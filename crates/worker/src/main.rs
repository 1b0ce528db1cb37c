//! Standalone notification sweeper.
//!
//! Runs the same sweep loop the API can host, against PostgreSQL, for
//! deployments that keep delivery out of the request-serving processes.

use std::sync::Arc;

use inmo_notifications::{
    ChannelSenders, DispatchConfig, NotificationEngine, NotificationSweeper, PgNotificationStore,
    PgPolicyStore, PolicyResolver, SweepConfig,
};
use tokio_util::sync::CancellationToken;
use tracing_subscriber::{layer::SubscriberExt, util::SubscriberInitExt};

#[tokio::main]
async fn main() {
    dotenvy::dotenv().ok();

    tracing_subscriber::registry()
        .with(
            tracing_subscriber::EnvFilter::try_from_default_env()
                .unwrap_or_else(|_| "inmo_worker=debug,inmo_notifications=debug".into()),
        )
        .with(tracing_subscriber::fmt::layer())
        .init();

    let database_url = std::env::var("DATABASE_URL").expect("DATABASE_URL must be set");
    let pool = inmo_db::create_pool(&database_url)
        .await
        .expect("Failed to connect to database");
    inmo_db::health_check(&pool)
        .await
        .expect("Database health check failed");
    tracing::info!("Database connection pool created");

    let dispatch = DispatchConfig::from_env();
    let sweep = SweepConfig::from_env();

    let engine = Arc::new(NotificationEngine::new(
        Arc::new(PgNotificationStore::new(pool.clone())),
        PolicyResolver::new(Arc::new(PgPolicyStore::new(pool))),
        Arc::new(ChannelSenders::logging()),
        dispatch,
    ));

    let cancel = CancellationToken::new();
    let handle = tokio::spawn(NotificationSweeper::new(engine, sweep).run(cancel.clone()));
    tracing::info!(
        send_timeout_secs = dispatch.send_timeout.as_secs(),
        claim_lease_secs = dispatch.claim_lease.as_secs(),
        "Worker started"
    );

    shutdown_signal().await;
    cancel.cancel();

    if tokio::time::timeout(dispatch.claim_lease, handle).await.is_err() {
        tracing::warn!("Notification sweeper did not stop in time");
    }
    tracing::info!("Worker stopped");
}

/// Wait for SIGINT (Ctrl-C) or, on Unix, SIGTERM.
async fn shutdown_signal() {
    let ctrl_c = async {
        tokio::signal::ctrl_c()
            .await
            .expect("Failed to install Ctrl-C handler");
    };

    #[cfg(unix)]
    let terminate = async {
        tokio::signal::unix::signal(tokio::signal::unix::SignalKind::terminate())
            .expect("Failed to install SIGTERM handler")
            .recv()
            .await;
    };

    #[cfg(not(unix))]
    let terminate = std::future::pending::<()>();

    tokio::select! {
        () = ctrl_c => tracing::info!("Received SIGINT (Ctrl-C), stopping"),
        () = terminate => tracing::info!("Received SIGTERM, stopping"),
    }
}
* * *
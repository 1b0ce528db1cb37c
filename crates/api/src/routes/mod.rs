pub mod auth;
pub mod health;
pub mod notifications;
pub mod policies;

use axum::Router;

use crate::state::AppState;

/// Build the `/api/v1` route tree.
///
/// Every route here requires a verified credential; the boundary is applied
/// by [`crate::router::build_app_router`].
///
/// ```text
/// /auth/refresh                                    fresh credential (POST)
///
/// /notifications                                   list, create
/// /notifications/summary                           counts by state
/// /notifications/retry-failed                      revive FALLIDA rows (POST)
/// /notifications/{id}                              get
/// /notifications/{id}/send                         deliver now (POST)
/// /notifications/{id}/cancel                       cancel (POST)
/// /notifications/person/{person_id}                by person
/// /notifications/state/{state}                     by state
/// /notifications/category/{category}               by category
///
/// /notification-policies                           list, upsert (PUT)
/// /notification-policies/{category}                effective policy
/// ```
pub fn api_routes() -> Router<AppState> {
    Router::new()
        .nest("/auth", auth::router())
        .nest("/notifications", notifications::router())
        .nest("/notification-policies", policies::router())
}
--
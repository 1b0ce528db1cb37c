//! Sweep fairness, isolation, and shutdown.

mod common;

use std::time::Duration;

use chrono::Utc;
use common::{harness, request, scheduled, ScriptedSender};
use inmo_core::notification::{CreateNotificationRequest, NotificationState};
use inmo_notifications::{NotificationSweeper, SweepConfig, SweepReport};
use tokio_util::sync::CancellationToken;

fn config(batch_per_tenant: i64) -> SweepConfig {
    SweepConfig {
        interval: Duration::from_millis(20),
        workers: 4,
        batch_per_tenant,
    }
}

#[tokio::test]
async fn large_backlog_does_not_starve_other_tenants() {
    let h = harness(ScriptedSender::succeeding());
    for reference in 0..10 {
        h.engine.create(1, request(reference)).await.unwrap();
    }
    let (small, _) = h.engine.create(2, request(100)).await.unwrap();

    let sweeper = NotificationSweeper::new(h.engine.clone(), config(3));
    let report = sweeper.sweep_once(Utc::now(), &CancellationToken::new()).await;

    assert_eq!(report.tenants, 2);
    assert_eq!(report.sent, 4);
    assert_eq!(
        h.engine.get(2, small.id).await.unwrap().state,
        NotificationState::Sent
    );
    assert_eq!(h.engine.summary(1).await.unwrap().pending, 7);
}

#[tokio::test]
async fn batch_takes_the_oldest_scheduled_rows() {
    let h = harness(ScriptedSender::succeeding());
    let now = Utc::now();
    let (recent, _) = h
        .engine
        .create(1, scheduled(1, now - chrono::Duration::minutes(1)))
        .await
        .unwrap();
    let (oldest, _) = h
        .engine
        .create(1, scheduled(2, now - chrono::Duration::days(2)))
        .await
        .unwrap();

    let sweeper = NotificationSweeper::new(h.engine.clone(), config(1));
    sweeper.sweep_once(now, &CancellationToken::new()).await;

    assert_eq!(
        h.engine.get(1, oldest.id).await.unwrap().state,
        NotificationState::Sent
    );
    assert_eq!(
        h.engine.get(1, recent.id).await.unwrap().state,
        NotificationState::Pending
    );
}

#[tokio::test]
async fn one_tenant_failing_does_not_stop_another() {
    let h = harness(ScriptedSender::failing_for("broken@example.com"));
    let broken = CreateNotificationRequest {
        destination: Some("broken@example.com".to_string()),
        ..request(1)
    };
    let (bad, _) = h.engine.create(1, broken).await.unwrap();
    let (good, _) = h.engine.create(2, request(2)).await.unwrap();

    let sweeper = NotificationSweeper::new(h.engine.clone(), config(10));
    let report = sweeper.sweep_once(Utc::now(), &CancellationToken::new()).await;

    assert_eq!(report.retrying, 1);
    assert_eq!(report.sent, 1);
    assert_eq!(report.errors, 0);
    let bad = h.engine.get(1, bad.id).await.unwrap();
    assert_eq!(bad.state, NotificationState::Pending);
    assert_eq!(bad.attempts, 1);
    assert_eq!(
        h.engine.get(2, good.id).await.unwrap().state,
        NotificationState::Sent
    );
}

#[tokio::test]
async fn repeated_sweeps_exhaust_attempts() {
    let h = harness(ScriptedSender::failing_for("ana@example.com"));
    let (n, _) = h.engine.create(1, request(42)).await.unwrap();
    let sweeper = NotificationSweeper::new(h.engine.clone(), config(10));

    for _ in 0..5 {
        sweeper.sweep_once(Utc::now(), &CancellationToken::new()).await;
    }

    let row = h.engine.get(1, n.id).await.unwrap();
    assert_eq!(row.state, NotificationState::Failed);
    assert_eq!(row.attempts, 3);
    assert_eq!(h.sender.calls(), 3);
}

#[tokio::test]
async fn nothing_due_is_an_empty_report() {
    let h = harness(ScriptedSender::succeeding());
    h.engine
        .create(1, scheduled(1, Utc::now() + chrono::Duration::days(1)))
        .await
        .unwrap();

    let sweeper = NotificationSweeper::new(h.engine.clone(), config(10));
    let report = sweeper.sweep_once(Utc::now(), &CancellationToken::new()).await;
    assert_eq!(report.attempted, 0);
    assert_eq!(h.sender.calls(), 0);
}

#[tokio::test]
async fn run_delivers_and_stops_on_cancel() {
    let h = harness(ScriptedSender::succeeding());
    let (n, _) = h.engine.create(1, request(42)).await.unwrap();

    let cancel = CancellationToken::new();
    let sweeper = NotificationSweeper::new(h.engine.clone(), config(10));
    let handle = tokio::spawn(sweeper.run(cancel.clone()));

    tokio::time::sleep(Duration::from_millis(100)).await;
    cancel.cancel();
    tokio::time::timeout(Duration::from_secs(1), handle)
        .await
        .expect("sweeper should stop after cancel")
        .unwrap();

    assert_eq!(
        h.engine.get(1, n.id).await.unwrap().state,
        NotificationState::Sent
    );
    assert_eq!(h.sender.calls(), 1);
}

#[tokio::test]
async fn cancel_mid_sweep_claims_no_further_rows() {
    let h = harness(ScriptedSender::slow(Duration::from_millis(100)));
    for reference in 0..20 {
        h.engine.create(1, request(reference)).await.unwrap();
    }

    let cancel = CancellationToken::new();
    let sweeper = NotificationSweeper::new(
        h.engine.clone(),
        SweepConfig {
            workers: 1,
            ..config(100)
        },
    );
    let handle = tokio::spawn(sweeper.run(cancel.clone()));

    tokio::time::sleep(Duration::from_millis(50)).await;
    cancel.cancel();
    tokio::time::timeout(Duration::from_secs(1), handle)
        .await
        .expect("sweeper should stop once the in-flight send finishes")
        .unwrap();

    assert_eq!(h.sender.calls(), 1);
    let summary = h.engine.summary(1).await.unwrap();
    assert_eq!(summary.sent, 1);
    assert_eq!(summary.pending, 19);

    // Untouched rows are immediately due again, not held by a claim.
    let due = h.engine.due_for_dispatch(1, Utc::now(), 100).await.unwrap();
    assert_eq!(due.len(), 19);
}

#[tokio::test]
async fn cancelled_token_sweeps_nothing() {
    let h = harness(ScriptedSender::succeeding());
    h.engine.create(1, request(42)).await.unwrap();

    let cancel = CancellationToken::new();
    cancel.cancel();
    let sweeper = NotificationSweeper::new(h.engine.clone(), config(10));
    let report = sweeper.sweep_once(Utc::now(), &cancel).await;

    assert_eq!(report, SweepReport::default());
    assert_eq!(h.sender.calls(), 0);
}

Instructions for the task | Within the data above, how many lines include "PolicyResolver"? The number alone is the answer.

Solution to the exercise | 2